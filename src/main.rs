//! CLI adapter for the prediction orchestration core.
//!
//! Binds the five operations described in the operational surface
//! (`start-batch`, `consolidate`, `grade`, `detect-gaps`, `cleanup-stalled`)
//! to `clap` subcommands. Adapters for other transports (HTTP, a scheduler
//! trigger) would call the same library functions this binary calls.

use std::path::PathBuf;
use std::sync::Arc;
use std::time::Duration;

use anyhow::Result;
use chrono::NaiveDate;
use clap::{Parser, Subcommand, ValueEnum};
use rayon::prelude::*;
use rusqlite::params;
use tracing_subscriber::{layer::SubscriberExt, util::SubscriberInitExt, EnvFilter};

use propline_core::alerts::{AlertSink, LogAlertSink};
use propline_core::cache::TtlCache;
use propline_core::config::AppConfig;
use propline_core::consolidate::{ConsolidationResult, Consolidator};
use propline_core::domain::prediction::PredictionRecord;
use propline_core::error::OperationStatus;
use propline_core::grade::Grader;
use propline_core::healing::{self, BatchMonitor, GapDetector, HealingTracker};
use propline_core::lines::{LineResolver, LineResolverConfig};
use propline_core::lock::DistributedLock;
use propline_core::slate::SlateBuilder;
use propline_core::staging::StagingWriter;
use propline_core::store::Store;
use propline_core::worker::{FeatureVector, MovingAverageBaseline, PredictModel, Worker};

/// Model identity recorded on every prediction this binary writes. A real
/// deployment runs one of these per trained system; this core ships only
/// the reference baseline (inference quality is out of scope).
const SYSTEM_ID: &str = "catboost_v9";

#[derive(Parser)]
#[command(name = "propline", about = "NBA player-prop prediction orchestration core")]
struct Cli {
    /// Path to a TOML config file. Defaults to `PROPLINE_CONFIG_PATH` or
    /// `propline_config.toml`, falling back to built-in defaults.
    #[arg(long)]
    config: Option<PathBuf>,

    /// Overrides `db_path` from the loaded config.
    #[arg(long, env = "PROPLINE_DB_PATH")]
    db_path: Option<String>,

    #[command(subcommand)]
    command: Command,
}

#[derive(Subcommand)]
enum Command {
    /// Build a slate for a date and fan out prediction requests to workers.
    StartBatch {
        game_date: NaiveDate,
        #[arg(long, value_enum, default_value_t = BatchMode::First)]
        mode: BatchMode,
        /// Reuses an existing batch id instead of minting a fresh one.
        #[arg(long)]
        batch_id: Option<String>,
    },
    /// Consolidate a batch's staging tables into the main predictions table.
    Consolidate { batch_id: String, game_date: String },
    /// Grade a date's active predictions against actual box scores.
    Grade { game_date: String },
    /// Scan recent dates for incomplete grading coverage.
    DetectGaps {
        #[arg(long, default_value_t = 14)]
        lookback_days: i64,
        /// Re-grade every gap found via the Grader, under its lock.
        #[arg(long)]
        backfill: bool,
    },
    /// Force-complete batches stalled past the completion window.
    CleanupStalled,
}

#[derive(Clone, Copy, Debug, ValueEnum)]
enum BatchMode {
    First,
    Retry,
    FinalRetry,
    LastCall,
    Backfill,
    CheckLines,
}

impl BatchMode {
    fn as_str(self) -> &'static str {
        match self {
            BatchMode::First => "FIRST",
            BatchMode::Retry => "RETRY",
            BatchMode::FinalRetry => "FINAL_RETRY",
            BatchMode::LastCall => "LAST_CALL",
            BatchMode::Backfill => "BACKFILL",
            BatchMode::CheckLines => "CHECK_LINES",
        }
    }
}

fn init_tracing() {
    let filter = EnvFilter::try_from_default_env().unwrap_or_else(|_| EnvFilter::new("info"));
    tracing_subscriber::registry()
        .with(filter)
        .with(tracing_subscriber::fmt::layer())
        .init();
}

#[tokio::main]
async fn main() {
    dotenv::dotenv().ok();
    init_tracing();

    let cli = Cli::parse();
    let mut config = match &cli.config {
        Some(path) => AppConfig::load(path).unwrap_or_else(|e| {
            tracing::warn!(error = %e, path = %path.display(), "failed to load config file, using defaults");
            AppConfig::default()
        }),
        None => AppConfig::from_env(),
    };
    if let Some(db_path) = &cli.db_path {
        config.db_path = db_path.clone();
    }

    let status = match run(config, cli.command).await {
        Ok(status) => status,
        Err(e) => {
            tracing::error!(error = %e, "operation aborted with an unrecoverable error");
            OperationStatus::Critical
        }
    };

    tracing::info!(%status, exit_code = status.exit_code(), "operation complete");
    std::process::exit(status.exit_code());
}

async fn run(config: AppConfig, command: Command) -> Result<OperationStatus> {
    let store = Store::open(&config.db_path)?;

    match command {
        Command::StartBatch {
            game_date,
            mode,
            batch_id,
        } => start_batch(store, config, game_date, mode, batch_id).await,
        Command::Consolidate { batch_id, game_date } => {
            run_consolidate(store, config, &batch_id, &game_date).await
        }
        Command::Grade { game_date } => run_grade(store, config, &game_date).await,
        Command::DetectGaps {
            lookback_days,
            backfill,
        } => run_detect_gaps(store, config, lookback_days, backfill).await,
        Command::CleanupStalled => run_cleanup_stalled(store, config).await,
    }
}

/// Build the slate, run inference for every request across a thread pool
/// (the in-process stand-in for the worker fleet), stage each "worker"'s
/// output, then consolidate. Mirrors the data-flow diagram in SPEC_FULL §2:
/// `SlateBuilder -> [fan-out] -> StagingWriter -> Consolidator`.
async fn start_batch(
    store: Store,
    config: AppConfig,
    game_date: NaiveDate,
    mode: BatchMode,
    batch_id: Option<String>,
) -> Result<OperationStatus> {
    let date_str = game_date.format("%Y-%m-%d").to_string();
    let batch_id = batch_id.unwrap_or_else(|| format!("{date_str}-{}", uuid::Uuid::new_v4()));

    let lines = LineResolver::new(
        store.clone(),
        LineResolverConfig {
            enable_estimation: !matches!(mode, BatchMode::LastCall),
            min_games_required: 3,
        },
    );

    let mut slate_config = config.slate.clone();
    match mode {
        BatchMode::LastCall => slate_config.require_real_lines = true,
        BatchMode::Backfill => slate_config.use_multiple_lines = true,
        _ => {}
    }
    let slate_builder = SlateBuilder::new(store.clone(), lines, slate_config.clone());

    if matches!(mode, BatchMode::CheckLines) {
        let stale = slate_builder
            .find_stale_predictions(game_date, slate_config.stale_threshold)
            .await?;
        tracing::info!(game_date = %date_str, stale_count = stale.len(), "stale-line check complete");
        return Ok(if stale.is_empty() {
            OperationStatus::NoData
        } else {
            OperationStatus::Success
        });
    }

    let requests = slate_builder.build_slate(game_date).await?;
    if requests.is_empty() {
        tracing::warn!(game_date = %date_str, "slate is empty, nothing to predict");
        return Ok(OperationStatus::NoData);
    }

    healing::start_batch(
        &store,
        &batch_id,
        &date_str,
        mode.as_str(),
        requests.len() as i64,
    )
    .await?;

    // Per-worker feature cache: one batch shares a single cache instance,
    // indexed by player, TTL'd the way "today" data is per SPEC_FULL §5.
    let feature_cache: TtlCache<FeatureVector> = TtlCache::new(
        Duration::from_secs(config.cache.ttl_same_day_secs),
        Some(config.cache.max_entries),
        "worker_feature_cache",
    );

    let mut features = Vec::with_capacity(requests.len());
    for request in &requests {
        if let Some(cached) = feature_cache.get(&request.player) {
            features.push(cached);
            continue;
        }
        let loaded = load_feature_vector(&store, &request.player).await?;
        feature_cache.set(request.player.clone(), loaded.clone(), None);
        features.push(loaded);
    }
    tracing::debug!(
        cache = feature_cache.name(),
        hit_rate = feature_cache.metrics().hit_rate(),
        "feature cache stats for batch"
    );

    // Inference is synchronous and CPU-bound; fan it out across a thread
    // pool the way the fleet fans requests out across worker processes —
    // one request in, one worker invocation, per SPEC_FULL §4.4.
    let outputs: Vec<(usize, Result<Vec<PredictionRecord>>)> = requests
        .par_iter()
        .zip(features.par_iter())
        .enumerate()
        .map(|(idx, (request, feature_vector))| {
            let model: Box<dyn PredictModel> = Box::new(MovingAverageBaseline::new());
            let worker = Worker::new(model, SYSTEM_ID);
            (idx, worker.handle_request(request, feature_vector))
        })
        .collect();

    let staging_writer = StagingWriter::new(
        store.clone(),
        config.retry.clone(),
        config.dataset_prefix.clone(),
    );
    let mut staged = 0usize;
    let mut failed = 0usize;
    for (idx, result) in outputs {
        match result {
            Ok(records) => {
                let worker_id = format!("w{idx}");
                match staging_writer.write(&records, &batch_id, &worker_id).await {
                    Ok(res) => staged += res.rows_written,
                    Err(e) => {
                        failed += 1;
                        tracing::error!(error = %e, worker_id, "staging write failed");
                    }
                }
            }
            Err(e) => {
                failed += 1;
                tracing::error!(error = %e, request_idx = idx, "worker inference failed");
            }
        }
    }

    healing::complete_batch(&store, &batch_id).await?;
    tracing::info!(
        batch_id,
        staged,
        failed,
        requests = requests.len(),
        "batch fan-out complete"
    );

    let lock = DistributedLock::new(store.clone(), config.lock.clone());
    let consolidator = Consolidator::new(store, lock, config.dataset_prefix.clone());
    let result = consolidator.consolidate(&batch_id, &date_str).await?;
    status_from_consolidation(&result)
}

/// Batch-load up to the last 30 games for `player`, the way a feature store
/// integration would hand the worker a feature vector (FeatureStore itself
/// is external to this core per SPEC_FULL §1).
async fn load_feature_vector(store: &Store, player: &str) -> Result<FeatureVector> {
    let player = player.to_string();
    store
        .with_conn(move |conn| {
            let mut stmt = conn.prepare(
                "SELECT points, minutes_played FROM player_game_summary \
                 WHERE player = ?1 ORDER BY game_date DESC LIMIT 30",
            )?;
            let rows = stmt.query_map(params![player], |row| {
                Ok((
                    row.get::<_, Option<f64>>(0)?,
                    row.get::<_, Option<f64>>(1)?,
                ))
            })?;

            let mut points_last_5 = Vec::new();
            let mut points_last_10 = Vec::new();
            let mut minutes_last_5 = Vec::new();
            for (i, row) in rows.enumerate() {
                let (points, minutes) = row?;
                if i < 10 {
                    if let Some(p) = points {
                        points_last_10.push(p);
                    }
                }
                if i < 5 {
                    if let Some(p) = points {
                        points_last_5.push(p);
                    }
                    if let Some(m) = minutes {
                        minutes_last_5.push(m);
                    }
                }
            }
            let quality_score = (points_last_5.len() as f64 / 5.0).min(1.0);

            Ok(FeatureVector {
                points_last_5,
                points_last_10,
                minutes_last_5,
                quality_score,
            })
        })
        .await
}

fn status_from_consolidation(result: &ConsolidationResult) -> Result<OperationStatus> {
    Ok(if result.duplicate_count > 0 {
        OperationStatus::DuplicatesDetected
    } else if !result.success {
        OperationStatus::WriteFailed
    } else {
        OperationStatus::Success
    })
}

async fn run_consolidate(
    store: Store,
    config: AppConfig,
    batch_id: &str,
    game_date: &str,
) -> Result<OperationStatus> {
    let lock = DistributedLock::new(store.clone(), config.lock.clone());
    let consolidator = Consolidator::new(store, lock, config.dataset_prefix.clone());
    let result = consolidator.consolidate(batch_id, game_date).await?;
    tracing::info!(?result, "consolidation result");
    status_from_consolidation(&result)
}

async fn run_grade(store: Store, config: AppConfig, game_date: &str) -> Result<OperationStatus> {
    let lock = DistributedLock::new(store.clone(), config.lock.clone());
    let grader = Grader::new(store, lock);
    let summary = grader.grade_date(game_date).await?;
    tracing::info!(
        predictions_found = summary.predictions_found,
        actuals_found = summary.actuals_found,
        graded = summary.graded,
        mae = summary.mae,
        bias = summary.bias,
        recommendation_accuracy = summary.recommendation_accuracy,
        net_accuracy = summary.net_accuracy,
        voided_count = summary.voided_count,
        duplicate_count = summary.duplicate_count,
        "grading complete"
    );

    Ok(if summary.duplicate_count > 0 {
        OperationStatus::DuplicatesDetected
    } else if summary.predictions_found == 0 {
        OperationStatus::NoData
    } else {
        OperationStatus::Success
    })
}

async fn run_detect_gaps(
    store: Store,
    config: AppConfig,
    lookback_days: i64,
    backfill: bool,
) -> Result<OperationStatus> {
    let alerts: Arc<dyn AlertSink> = Arc::new(LogAlertSink);
    let tracker = HealingTracker::new(store.clone(), config.healing.clone(), alerts);
    let detector = GapDetector::new(store.clone(), config.healing.clone(), tracker);

    let gaps = if backfill {
        let lock = DistributedLock::new(store.clone(), config.lock.clone());
        let grader = Grader::new(store, lock);
        detector.detect_and_backfill(lookback_days, &grader).await?
    } else {
        detector.detect_gaps(lookback_days).await?
    };

    for gap in &gaps {
        tracing::warn!(
            game_date = gap.game_date,
            gradable = gap.gradable,
            graded = gap.graded,
            grading_pct = gap.grading_pct,
            status = gap.status,
            "grading gap detected"
        );
    }

    Ok(if gaps.is_empty() {
        OperationStatus::NoData
    } else {
        OperationStatus::Failure
    })
}

async fn run_cleanup_stalled(store: Store, config: AppConfig) -> Result<OperationStatus> {
    let alerts: Arc<dyn AlertSink> = Arc::new(LogAlertSink);
    let tracker = HealingTracker::new(store.clone(), config.healing.clone(), alerts);
    let monitor = BatchMonitor::new(store, config.healing.clone(), tracker);
    let cleaned = monitor.cleanup_stalled_batches().await?;

    for batch in &cleaned {
        tracing::warn!(
            batch_id = batch.batch_id,
            game_date = batch.game_date,
            completion_pct = batch.completion_pct,
            "force-completed stalled batch"
        );
    }

    Ok(if cleaned.is_empty() {
        OperationStatus::NoData
    } else {
        OperationStatus::Success
    })
}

##############################

_Task brief_
Reply with every line of the listing that has the string "orchestration".

_Solution_
//! CLI adapter for the prediction orchestration core.
#[command(name = "propline", about = "NBA player-prop prediction orchestration core")]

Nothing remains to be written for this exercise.